## What to produce
Would you output the whole of the data exactly?
# # # #
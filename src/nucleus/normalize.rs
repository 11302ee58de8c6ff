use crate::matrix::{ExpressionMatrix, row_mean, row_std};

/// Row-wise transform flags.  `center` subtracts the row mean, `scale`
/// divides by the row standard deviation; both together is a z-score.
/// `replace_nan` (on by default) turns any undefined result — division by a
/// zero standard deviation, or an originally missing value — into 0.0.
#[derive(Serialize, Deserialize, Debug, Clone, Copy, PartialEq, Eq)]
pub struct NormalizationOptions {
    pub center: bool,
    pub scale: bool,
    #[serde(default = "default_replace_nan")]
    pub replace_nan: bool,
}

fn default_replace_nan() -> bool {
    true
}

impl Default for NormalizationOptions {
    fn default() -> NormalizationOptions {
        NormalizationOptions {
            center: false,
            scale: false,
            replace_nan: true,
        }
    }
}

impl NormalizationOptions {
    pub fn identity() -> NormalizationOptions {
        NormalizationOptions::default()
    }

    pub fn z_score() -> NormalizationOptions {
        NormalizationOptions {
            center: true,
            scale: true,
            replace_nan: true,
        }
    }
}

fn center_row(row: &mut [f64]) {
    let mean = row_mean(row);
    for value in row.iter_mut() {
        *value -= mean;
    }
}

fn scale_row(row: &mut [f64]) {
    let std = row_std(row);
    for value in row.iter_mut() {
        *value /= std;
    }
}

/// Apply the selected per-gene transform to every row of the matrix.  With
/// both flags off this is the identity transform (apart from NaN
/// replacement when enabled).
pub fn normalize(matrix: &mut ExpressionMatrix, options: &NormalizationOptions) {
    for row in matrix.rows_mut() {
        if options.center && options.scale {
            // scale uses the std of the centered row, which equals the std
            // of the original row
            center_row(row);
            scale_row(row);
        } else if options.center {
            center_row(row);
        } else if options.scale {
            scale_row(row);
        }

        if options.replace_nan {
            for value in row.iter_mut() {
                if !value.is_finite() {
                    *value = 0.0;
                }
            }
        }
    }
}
# # # #
## Result of the task
filename src/nucleus/normalize.rs
repository 11302ee58de8c6ff
use crate::matrix::{ExpressionMatrix, row_mean, row_std};

/// Row-wise transform flags.  `center` subtracts the row mean, `scale`
/// divides by the row standard deviation; both together is a z-score.
/// `replace_nan` (on by default) turns any undefined result — division by a
/// zero standard deviation, or an originally missing value — into 0.0.
#[derive(Serialize, Deserialize, Debug, Clone, Copy, PartialEq, Eq)]
pub struct NormalizationOptions {
    pub center: bool,
    pub scale: bool,
    #[serde(default = "default_replace_nan")]
    pub replace_nan: bool,
}

fn default_replace_nan() -> bool {
    true
}

impl Default for NormalizationOptions {
    fn default() -> NormalizationOptions {
        NormalizationOptions {
            center: false,
            scale: false,
            replace_nan: true,
        }
    }
}

impl NormalizationOptions {
    pub fn identity() -> NormalizationOptions {
        NormalizationOptions::default()
    }

    pub fn z_score() -> NormalizationOptions {
        NormalizationOptions {
            center: true,
            scale: true,
            replace_nan: true,
        }
    }
}

fn center_row(row: &mut [f64]) {
    let mean = row_mean(row);
    for value in row.iter_mut() {
        *value -= mean;
    }
}

fn scale_row(row: &mut [f64]) {
    let std = row_std(row);
    for value in row.iter_mut() {
        *value /= std;
    }
}

/// Apply the selected per-gene transform to every row of the matrix.  With
/// both flags off this is the identity transform (apart from NaN
/// replacement when enabled).
pub fn normalize(matrix: &mut ExpressionMatrix, options: &NormalizationOptions) {
    for row in matrix.rows_mut() {
        if options.center && options.scale {
            // scale uses the std of the centered row, which equals the std
            // of the original row
            center_row(row);
            scale_row(row);
        } else if options.center {
            center_row(row);
        } else if options.scale {
            scale_row(row);
        }

        if options.replace_nan {
            for value in row.iter_mut() {
                if !value.is_finite() {
                    *value = 0.0;
                }
            }
        }
    }
}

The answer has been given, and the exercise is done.